[About this exercise] Whenever a line in the records below holds the string "that", copy it out.

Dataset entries
※
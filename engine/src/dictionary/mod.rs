//! Dictionary registry: the immutable-after-build table of language entries.
//!
//! The host builds a [`Registry`] exactly once from [`RawDictionary`] data
//! (compiled-in defaults merged with optional locale overlays) and passes it
//! by reference into the lexer, resolver, and suggestion engine. There is no
//! ambient global state.

use std::collections::{BTreeMap, HashSet, VecDeque};

use serde::{Deserialize, Serialize};

mod defs;
mod merge;
mod raw;

pub use defs::{default_dictionary, default_locale};
pub use merge::{merge_dictionary, merge_entry};
pub use raw::{RawArg, RawDictionary, RawEntry, RawModule};

/// Member-namespace key: the semantic type a value can have.
///
/// Every concrete type owns exactly one member namespace; [`TypeKey::Any`]
/// resolves to the union of all namespaces plus the common subset.
#[derive(Debug, Clone, Copy, PartialEq, Eq, PartialOrd, Ord, Hash, Serialize, Deserialize)]
#[serde(rename_all = "lowercase")]
pub enum TypeKey {
    Number,
    Text,
    Date,
    List,
    Question,
    Any,
}

impl TypeKey {
    pub const CONCRETE: [TypeKey; 5] = [
        TypeKey::Number,
        TypeKey::Text,
        TypeKey::Date,
        TypeKey::List,
        TypeKey::Question,
    ];

    /// Parses a raw type name, accepting the aliases the script language uses.
    pub fn parse(name: &str) -> Option<TypeKey> {
        match name.to_lowercase().as_str() {
            "number" | "numeric" => Some(TypeKey::Number),
            "text" | "string" => Some(TypeKey::Text),
            "date" => Some(TypeKey::Date),
            "list" | "array" | "set" => Some(TypeKey::List),
            "question" | "reference" => Some(TypeKey::Question),
            "any" | "variant" => Some(TypeKey::Any),
            _ => None,
        }
    }

    pub fn name(self) -> &'static str {
        match self {
            TypeKey::Number => "number",
            TypeKey::Text => "text",
            TypeKey::Date => "date",
            TypeKey::List => "list",
            TypeKey::Question => "question",
            TypeKey::Any => "any",
        }
    }
}

/// What kind of language object an entry is.
#[derive(Debug, Clone, Copy, PartialEq, Eq, Serialize, Deserialize)]
#[serde(rename_all = "lowercase")]
pub enum EntryKind {
    Statement,
    Operator,
    Function,
    Method,
    Property,
    Constant,
    Question,
    Variable,
    Snippet,
    Core,
}

impl EntryKind {
    fn parse(name: &str) -> Option<EntryKind> {
        match name.to_lowercase().as_str() {
            "statement" => Some(EntryKind::Statement),
            "operator" => Some(EntryKind::Operator),
            "function" => Some(EntryKind::Function),
            "method" => Some(EntryKind::Method),
            "property" => Some(EntryKind::Property),
            "constant" => Some(EntryKind::Constant),
            "question" => Some(EntryKind::Question),
            "variable" => Some(EntryKind::Variable),
            "snippet" => Some(EntryKind::Snippet),
            "core" => Some(EntryKind::Core),
            _ => None,
        }
    }
}

/// Block role of a statement keyword, decided once at registry build.
///
/// The raw flags follow the dictionary convention: a keyword that will later
/// be closed carries `closes_block`, a keyword that closes an earlier block
/// carries `opens_block`, and a branch keyword sitting between the two
/// carries both.
#[derive(Debug, Clone, Copy, PartialEq, Eq, Serialize, Deserialize)]
#[serde(rename_all = "lowercase")]
pub enum BlockRole {
    /// Starts a block and indents the lines that follow (`If`, `For`, ...).
    Opening,
    /// Sits between an opener and its closer (`Else`).
    Middle,
    /// Ends a block and dedents (`EndIf`, `Next`, ...).
    Closing,
    /// Declares a local symbol (`Dim`).
    Declaration,
    /// Consumes a label name (`Goto`).
    LabelConsumer,
    /// Any other statement.
    Plain,
}

impl BlockRole {
    /// Four-way partition over the raw flags (plus declaration/label cases).
    pub fn from_flags(opens: bool, closes: bool, declares: bool, uses_label: bool) -> BlockRole {
        if opens && closes {
            BlockRole::Middle
        } else if closes {
            BlockRole::Opening
        } else if opens {
            BlockRole::Closing
        } else if declares {
            BlockRole::Declaration
        } else if uses_label {
            BlockRole::LabelConsumer
        } else {
            BlockRole::Plain
        }
    }
}

/// One typed argument of a function, method, or snippet entry.
#[derive(Debug, Clone, PartialEq, Eq, Serialize, Deserialize)]
pub struct ArgSpec {
    pub name: String,
    pub ty: TypeKey,
    pub optional: bool,
    pub repeatable: bool,
}

/// A resolved dictionary entry.
#[derive(Debug, Clone, PartialEq, Eq, Serialize, Deserialize)]
pub struct DictionaryEntry {
    pub name: String,
    /// Member namespace this entry belongs to, if it is a member.
    pub namespace: Option<TypeKey>,
    pub kind: EntryKind,
    pub result_type: Option<TypeKey>,
    pub args: Vec<ArgSpec>,
    pub deprecated: bool,
    /// Canonical replacement name for a deprecated synonym.
    pub preferred_alternative: Option<String>,
    pub version: Option<String>,
    pub module: Option<String>,
    pub block_role: BlockRole,
    pub doc: Option<String>,
    /// Expansion body for snippet entries.
    pub body: Option<String>,
}

/// A named module and its direct dependencies.
#[derive(Debug, Clone, PartialEq, Eq, Serialize, Deserialize)]
pub struct Module {
    pub name: String,
    pub deps: Vec<String>,
    pub doc: Option<String>,
}

/// The immutable-after-build language table.
#[derive(Debug, Clone, Default)]
pub struct Registry {
    pub statements: Vec<DictionaryEntry>,
    pub operators: Vec<DictionaryEntry>,
    pub builtins: Vec<DictionaryEntry>,
    pub constants: Vec<DictionaryEntry>,
    pub questions: Vec<DictionaryEntry>,
    pub snippets: Vec<DictionaryEntry>,
    pub modules: Vec<Module>,
    members: BTreeMap<TypeKey, Vec<DictionaryEntry>>,
    common: Vec<DictionaryEntry>,
    versions: BTreeMap<String, Vec<String>>,
}

impl Registry {
    /// Builds a registry from raw definition data.
    ///
    /// Pure and idempotent per input value; malformed entries (missing name)
    /// are skipped rather than aborting the build.
    pub fn build(raw: RawDictionary) -> Registry {
        let mut registry = Registry::default();

        registry.statements = resolve_entries(raw.statements, EntryKind::Statement, None);
        registry.operators = resolve_entries(raw.operators, EntryKind::Operator, None);
        registry.builtins = resolve_entries(raw.builtins, EntryKind::Function, None);
        registry.constants = resolve_entries(raw.constants, EntryKind::Constant, None);
        registry.questions = resolve_entries(raw.questions, EntryKind::Question, None);
        registry.snippets = resolve_entries(raw.snippets, EntryKind::Snippet, None);

        for (type_name, entries) in raw.members {
            if type_name.to_lowercase() == "common" {
                registry.common = resolve_entries(entries, EntryKind::Property, None);
                continue;
            }
            let Some(key) = TypeKey::parse(&type_name) else {
                tracing::debug!(type_name, "skipping member namespace with unknown type");
                continue;
            };
            registry
                .members
                .insert(key, resolve_entries(entries, EntryKind::Property, Some(key)));
        }

        for module in raw.modules {
            let Some(name) = module.name else { continue };
            registry.modules.push(Module {
                name,
                deps: module.deps,
                doc: module.doc,
            });
        }

        registry.versions = build_version_index(&registry);
        registry
    }

    /// All entries valid as members of a value of type `key`, including the
    /// common subset. [`TypeKey::Any`] yields the union of every namespace.
    pub fn members_of(&self, key: TypeKey) -> Vec<&DictionaryEntry> {
        let mut buckets: Vec<&[DictionaryEntry]> = Vec::new();
        match key {
            TypeKey::Any => {
                for concrete in TypeKey::CONCRETE {
                    if let Some(entries) = self.members.get(&concrete) {
                        buckets.push(entries);
                    }
                }
            }
            concrete => {
                if let Some(entries) = self.members.get(&concrete) {
                    buckets.push(entries);
                }
            }
        }
        buckets.push(&self.common);

        let mut out: Vec<&DictionaryEntry> = Vec::new();
        let mut seen: HashSet<String> = HashSet::new();
        for bucket in buckets {
            for entry in bucket {
                if seen.insert(entry.name.to_lowercase()) {
                    out.push(entry);
                }
            }
        }
        out
    }

    /// The member subset shared by every type.
    pub fn common_members(&self) -> &[DictionaryEntry] {
        &self.common
    }

    /// Looks up a top-level entry by name, case-insensitively.
    ///
    /// A miss is not an error; it simply yields no candidate.
    pub fn lookup(&self, name: &str) -> Option<&DictionaryEntry> {
        let lower = name.to_lowercase();
        self.statements
            .iter()
            .chain(&self.operators)
            .chain(&self.builtins)
            .chain(&self.constants)
            .chain(&self.questions)
            .chain(&self.snippets)
            .find(|e| e.name.to_lowercase() == lower)
    }

    /// Looks up a member entry within a namespace (falling through to common).
    pub fn lookup_member(&self, key: TypeKey, name: &str) -> Option<&DictionaryEntry> {
        let lower = name.to_lowercase();
        self.members_of(key)
            .into_iter()
            .find(|e| e.name.to_lowercase() == lower)
    }

    /// True if an entry tagged `entry_module` is visible while editing
    /// `active`: equal, untagged, or reachable through the module
    /// dependency graph.
    pub fn module_visible(&self, entry_module: Option<&str>, active: Option<&str>) -> bool {
        let Some(wanted) = entry_module else {
            return true;
        };
        let Some(active) = active else {
            return false;
        };
        let wanted = wanted.to_lowercase();
        let start = active.to_lowercase();
        if wanted == start {
            return true;
        }

        // Breadth-first over direct deps; the graph is tiny.
        let mut queue = VecDeque::from([start]);
        let mut seen = HashSet::new();
        while let Some(current) = queue.pop_front() {
            if !seen.insert(current.clone()) {
                continue;
            }
            let Some(module) = self
                .modules
                .iter()
                .find(|m| m.name.to_lowercase() == current)
            else {
                continue;
            };
            for dep in &module.deps {
                let dep = dep.to_lowercase();
                if dep == wanted {
                    return true;
                }
                queue.push_back(dep);
            }
        }
        false
    }

    /// Derived `version -> [entry name]` report for release notes.
    pub fn versions_report(&self) -> &BTreeMap<String, Vec<String>> {
        &self.versions
    }

    fn all_entries(&self) -> impl Iterator<Item = &DictionaryEntry> {
        self.statements
            .iter()
            .chain(&self.operators)
            .chain(&self.builtins)
            .chain(&self.constants)
            .chain(&self.questions)
            .chain(&self.snippets)
            .chain(self.members.values().flatten())
            .chain(&self.common)
    }
}

fn resolve_entries(
    raw: Vec<RawEntry>,
    default_kind: EntryKind,
    namespace: Option<TypeKey>,
) -> Vec<DictionaryEntry> {
    raw.into_iter()
        .filter_map(|entry| resolve_entry(entry, default_kind, namespace))
        .collect()
}

fn resolve_entry(
    raw: RawEntry,
    default_kind: EntryKind,
    namespace: Option<TypeKey>,
) -> Option<DictionaryEntry> {
    let Some(name) = raw.name.filter(|n| !n.trim().is_empty()) else {
        tracing::debug!("skipping dictionary entry with missing name");
        return None;
    };

    let kind = raw
        .kind
        .as_deref()
        .and_then(EntryKind::parse)
        .unwrap_or(default_kind);
    let block_role = BlockRole::from_flags(
        raw.opens_block.unwrap_or(false),
        raw.closes_block.unwrap_or(false),
        raw.declares_symbol.unwrap_or(false),
        raw.uses_label.unwrap_or(false),
    );

    Some(DictionaryEntry {
        name,
        namespace,
        kind,
        result_type: raw.result_type.as_deref().and_then(TypeKey::parse),
        args: raw
            .args
            .into_iter()
            .filter_map(|arg| {
                Some(ArgSpec {
                    name: arg.name?,
                    ty: arg.ty.as_deref().and_then(TypeKey::parse).unwrap_or(TypeKey::Any),
                    optional: arg.optional.unwrap_or(false),
                    repeatable: arg.repeatable.unwrap_or(false),
                })
            })
            .collect(),
        deprecated: raw.deprecated.unwrap_or(false) || raw.preferred_alternative.is_some(),
        preferred_alternative: raw.preferred_alternative,
        version: raw.version,
        module: raw.module,
        block_role,
        doc: raw.doc,
        body: raw.body,
    })
}

fn build_version_index(registry: &Registry) -> BTreeMap<String, Vec<String>> {
    let mut index: BTreeMap<String, Vec<String>> = BTreeMap::new();
    for entry in registry.all_entries() {
        if let Some(version) = &entry.version {
            index.entry(version.clone()).or_default().push(entry.name.clone());
        }
    }
    for names in index.values_mut() {
        names.sort();
    }
    index
}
※
[Response]
/// The raw flags follow the dictionary convention: a keyword that will later
/// be closed carries `closes_block`, a keyword that closes an earlier block
    /// Starts a block and indents the lines that follow (`If`, `For`, ...).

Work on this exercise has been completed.